- Exercise
Count the lines below that include the word "NewExpense", then give that number and no other words.

- Available data
* * * * * * *
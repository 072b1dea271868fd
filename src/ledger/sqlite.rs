//! Implements a SQLite backed expense store.

use rusqlite::{Connection, Row};

use crate::{
    Error,
    expense::{Expense, ExpenseId, NewExpense},
    ledger::ExpenseStore,
};

/// Stores expenses in a SQLite database.
///
/// Each write is a single SQL statement, so a write either fully applies or
/// fails without changing the table.
#[derive(Debug)]
pub struct SQLiteExpenseStore {
    connection: Connection,
}

impl SQLiteExpenseStore {
    /// Create a new store for the SQLite `connection`.
    ///
    /// This function will create the expense table if it does not already exist.
    ///
    /// # Errors
    /// Returns an [Error::SqlError] if the table cannot be created.
    pub fn new(connection: Connection) -> Result<Self, Error> {
        create_expense_table(&connection)?;

        Ok(Self { connection })
    }

    /// Map a database row to an Expense.
    fn map_row(row: &Row) -> Result<Expense, rusqlite::Error> {
        let id = row.get(0)?;
        let item_name = row.get(1)?;
        let item_price = row.get(2)?;
        let date_of_purchase = row.get(3)?;
        let category = row.get(4)?;

        Ok(Expense {
            id,
            item_name,
            item_price,
            date_of_purchase,
            category,
        })
    }
}

impl ExpenseStore for SQLiteExpenseStore {
    /// Create a new expense in the database.
    ///
    /// # Errors
    /// This function will return an [Error::SqlError] if there is an SQL error.
    fn insert(&mut self, expense: NewExpense) -> Result<Expense, Error> {
        let expense = self
            .connection
            .prepare(
                "INSERT INTO expense (item_name, item_price, date_of_purchase, category)
                 VALUES (?1, ?2, ?3, ?4)
                 RETURNING id, item_name, item_price, date_of_purchase, category",
            )?
            .query_row(
                (
                    expense.item_name,
                    expense.item_price,
                    expense.date_of_purchase,
                    expense.category,
                ),
                Self::map_row,
            )?;

        Ok(expense)
    }

    /// Retrieve an expense in the database by its `id`.
    ///
    /// # Errors
    /// This function will return a:
    /// - [Error::NotFound] if `id` does not refer to a valid expense,
    /// - or [Error::SqlError] there is some other SQL error.
    fn get(&self, id: ExpenseId) -> Result<Expense, Error> {
        let expense = self
            .connection
            .prepare(
                "SELECT id, item_name, item_price, date_of_purchase, category
                 FROM expense WHERE id = :id",
            )?
            .query_row(&[(":id", &id)], Self::map_row)?;

        Ok(expense)
    }

    /// Retrieve every expense in the database, ordered by ID.
    ///
    /// # Errors
    /// This function will return a [Error::SqlError] there is a SQL error.
    fn get_all(&self) -> Result<Vec<Expense>, Error> {
        self.connection
            .prepare(
                "SELECT id, item_name, item_price, date_of_purchase, category
                 FROM expense ORDER BY id ASC",
            )?
            .query_map([], Self::map_row)?
            .map(|maybe_expense| maybe_expense.map_err(Error::from))
            .collect()
    }

    /// Overwrite the fields of the expense `id`.
    ///
    /// # Errors
    /// This function will return a:
    /// - [Error::NotFound] if `id` does not refer to a valid expense,
    /// - or [Error::SqlError] there is some other SQL error.
    fn replace(&mut self, id: ExpenseId, expense: NewExpense) -> Result<Expense, Error> {
        let expense = self
            .connection
            .prepare(
                "UPDATE expense
                 SET item_name = ?1, item_price = ?2, date_of_purchase = ?3, category = ?4
                 WHERE id = ?5
                 RETURNING id, item_name, item_price, date_of_purchase, category",
            )?
            .query_row(
                (
                    expense.item_name,
                    expense.item_price,
                    expense.date_of_purchase,
                    expense.category,
                    id,
                ),
                Self::map_row,
            )?;

        Ok(expense)
    }

    /// Delete the expense `id` from the database.
    ///
    /// # Errors
    /// This function will return a:
    /// - [Error::NotFound] if `id` does not refer to a valid expense,
    /// - or [Error::SqlError] there is some other SQL error.
    fn remove(&mut self, id: ExpenseId) -> Result<Expense, Error> {
        let expense = self
            .connection
            .prepare(
                "DELETE FROM expense WHERE id = :id
                 RETURNING id, item_name, item_price, date_of_purchase, category",
            )?
            .query_row(&[(":id", &id)], Self::map_row)?;

        Ok(expense)
    }
}

/// Create the expense table in the database.
///
/// `AUTOINCREMENT` stops SQLite from reusing the IDs of deleted rows.
///
/// # Errors
/// Returns an error if the table cannot be created or if there is an SQL error.
pub fn create_expense_table(connection: &Connection) -> Result<(), rusqlite::Error> {
    connection.execute(
        "CREATE TABLE IF NOT EXISTS expense (
                id INTEGER PRIMARY KEY AUTOINCREMENT,
                item_name TEXT NOT NULL,
                item_price REAL NOT NULL CHECK (item_price >= 0),
                date_of_purchase TEXT NOT NULL,
                category TEXT NOT NULL
                )",
        (),
    )?;

    // Add index used by the monthly summary.
    connection.execute(
        "CREATE INDEX IF NOT EXISTS idx_expense_date ON expense(date_of_purchase);",
        (),
    )?;

    Ok(())
}

#[cfg(test)]
mod tests {
    use rusqlite::Connection;
    use time::macros::date;

    use crate::{
        Error,
        expense::{ExpenseCandidate, NewExpense, validate_expense},
        ledger::{ExpenseStore, SQLiteExpenseStore, create_expense_table},
    };

    fn get_test_store() -> SQLiteExpenseStore {
        let conn = Connection::open_in_memory().unwrap();
        SQLiteExpenseStore::new(conn).unwrap()
    }

    fn new_expense(price: f64, category: &str) -> NewExpense {
        validate_expense(&ExpenseCandidate::new("Item", price, "2024-05-17", category)).unwrap()
    }

    #[test]
    fn create_table_is_idempotent() {
        let conn = Connection::open_in_memory().unwrap();

        create_expense_table(&conn).unwrap();
        create_expense_table(&conn).unwrap();
    }

    #[test]
    fn insert_and_get_round_trip_dates() {
        let mut store = get_test_store();

        let inserted = store.insert(new_expense(12.3, "Food")).unwrap();
        let got = store.get(inserted.id).unwrap();

        assert_eq!(got, inserted);
        assert_eq!(got.date_of_purchase, date!(2024 - 05 - 17));
    }

    #[test]
    fn get_missing_fails() {
        let store = get_test_store();

        assert_eq!(store.get(1), Err(Error::NotFound));
    }

    #[test]
    fn replace_and_remove_missing_fail() {
        let mut store = get_test_store();

        assert_eq!(
            store.replace(3, new_expense(1.0, "Food")),
            Err(Error::NotFound)
        );
        assert_eq!(store.remove(3), Err(Error::NotFound));
    }

    #[test]
    fn data_survives_reopening_the_store() {
        let mut store = get_test_store();
        let inserted = store.insert(new_expense(9.0, "Bills")).unwrap();

        let reopened = SQLiteExpenseStore::new(store.connection).unwrap();

        assert_eq!(reopened.get_all().unwrap(), vec![inserted]);
    }
}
* * * * * * *
- Reply
5